Os nervos do pulso se contorciam e as mãos ficavam instantaneamente geladas quando escorregavam pelo vidro úmido, embaçado, quase fosco, do janelão que pouco permitia ver o que se passava lá embaixo.

O silêncio se espalhava pelos cômodos do lar ainda sem choro de filho e só era quebrado pelo sotaque da vendedora espanhola anunciando suas frutas de primeira qualidade, bem em frente ao número 79 da Rue de la Roquette.

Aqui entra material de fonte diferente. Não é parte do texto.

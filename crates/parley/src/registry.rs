use strum_macros::{Display, EnumIter, EnumString};

/// The fixed catalog of backend services the harness can talk to.
#[derive(Debug, Clone, Copy, PartialEq, Eq, Hash, Display, EnumIter, EnumString)]
#[strum(serialize_all = "kebab-case")]
pub enum ServiceId {
    ConversationalMain,
    ConversationalSpecialist,
    WebIntelligence,
    GeneralAssistant,
    ContextualAds,
    Summarization,
}

/// Display metadata and routing for one catalogued backend. Defined at
/// process start, never mutated.
#[derive(Debug, Clone, Copy, PartialEq, Eq)]
pub struct ServiceDescriptor {
    pub id: ServiceId,
    pub name: &'static str,
    pub endpoint: &'static str,
    pub description: &'static str,
}

pub const SERVICES: [ServiceDescriptor; 6] = [
    ServiceDescriptor {
        id: ServiceId::ConversationalMain,
        name: "Conversational (Main)",
        endpoint: "/assistant/chat",
        description: "Main conversational assistant with image support",
    },
    ServiceDescriptor {
        id: ServiceId::ConversationalSpecialist,
        name: "Conversational (Specialist)",
        endpoint: "/specialist/chat",
        description: "Domain specialist chatbot",
    },
    ServiceDescriptor {
        id: ServiceId::WebIntelligence,
        name: "Web Intelligence",
        endpoint: "/web/chat",
        description: "Web intelligence and catalog search",
    },
    ServiceDescriptor {
        id: ServiceId::GeneralAssistant,
        name: "General Assistant",
        endpoint: "/copilot/",
        description: "General assistant and co-pilot",
    },
    ServiceDescriptor {
        id: ServiceId::ContextualAds,
        name: "Contextual Ads",
        endpoint: "/ads/chat",
        description: "Contextual advertisement recommendations",
    },
    ServiceDescriptor {
        id: ServiceId::Summarization,
        name: "Summarization",
        endpoint: "/summarize/slack",
        description: "URL summarization service",
    },
];

impl ServiceDescriptor {
    pub fn lookup(id: ServiceId) -> &'static ServiceDescriptor {
        SERVICES
            .iter()
            .find(|descriptor| descriptor.id == id)
            .expect("every ServiceId has a catalog entry")
    }
}

#[cfg(test)]
mod tests {
    use super::*;
    use std::collections::HashSet;
    use std::str::FromStr;
    use strum::IntoEnumIterator;

    #[test]
    fn test_ids_are_unique() {
        let ids: HashSet<_> = SERVICES.iter().map(|s| s.id).collect();
        assert_eq!(ids.len(), SERVICES.len());
    }

    #[test]
    fn test_every_id_has_an_entry() {
        for id in ServiceId::iter() {
            let descriptor = ServiceDescriptor::lookup(id);
            assert_eq!(descriptor.id, id);
            assert!(descriptor.endpoint.starts_with('/'));
        }
    }

    #[test]
    fn test_id_string_round_trip() {
        assert_eq!(ServiceId::ContextualAds.to_string(), "contextual-ads");
        assert_eq!(
            ServiceId::from_str("web-intelligence").unwrap(),
            ServiceId::WebIntelligence
        );
        assert!(ServiceId::from_str("not-a-service").is_err());
    }
}
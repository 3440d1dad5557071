//! The web-intelligence family: conversational request, reply enriched with
//! follow-up suggestions and related links.

use serde_json::{json, Value};

use super::base::{defaults, NormalizedReply, OutgoingTurn, ServiceAdapter};
use super::wire::{messages_with_input, ROOM_ID};
use crate::models::link::LinkInfo;

pub struct WebIntelligenceAdapter;

impl ServiceAdapter for WebIntelligenceAdapter {
    fn format_request(&self, turn: &OutgoingTurn) -> Value {
        json!({
            "messages": messages_with_input(turn.history, turn.input),
            "room_id": ROOM_ID,
        })
    }

    fn normalize_response(&self, raw: &Value) -> NormalizedReply {
        let text = raw
            .get("response")
            .and_then(Value::as_str)
            .filter(|text| !text.is_empty())
            .unwrap_or(defaults::NO_RESPONSE);

        let suggested_prompts = raw
            .get("suggested_follow_ups")
            .and_then(Value::as_array)
            .map(|items| {
                items
                    .iter()
                    .filter_map(Value::as_str)
                    .map(String::from)
                    .collect()
            })
            .unwrap_or_default();

        // Malformed link entries are skipped rather than failing the turn.
        let related_links = raw
            .get("related_links")
            .and_then(Value::as_array)
            .map(|items| {
                items
                    .iter()
                    .filter_map(|item| serde_json::from_value::<LinkInfo>(item.clone()).ok())
                    .collect()
            })
            .unwrap_or_default();

        NormalizedReply {
            text: text.to_string(),
            images: Vec::new(),
            suggested_prompts,
            related_links,
        }
    }
}
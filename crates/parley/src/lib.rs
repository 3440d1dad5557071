pub mod errors;
pub mod intake;
pub mod models;
pub mod parser;
pub mod registry;
pub mod services;
pub mod session;
pub mod transport;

O fog, a chuva fina e o reflexo da água no asfalto refletiam no lustre art nouveau dependurado no teto torto de uma construção mal feita, obra de mil novecentos e cinquenta e pouco, nunca soube ao certo.

Observava esses pequenos detalhes na certeza de que, naquele momento, a melhor opção era mesmo o silêncio. As cartas já não chegavam mais, apesar de o carteiro passar pontualmente às sete, às onze e às dezesseis horas, todos os dias.

Nos últimos tempos, na caixinha de cartas no térreo, havia apenas folhetos promocionais do Prisunic e boletos oferecendo assinatura da Nouvel L’Obs. O carteiro nunca mais trouxe envelopes verde-amarelos com recortes do Jornal do Brasil, aqueles cor de rosa do Jornal dos Sports ou páginas enormes do Estado de Minas com minhas reportagens e, no verso, uma coluna social anunciando quem eram as glamourgirls do ano.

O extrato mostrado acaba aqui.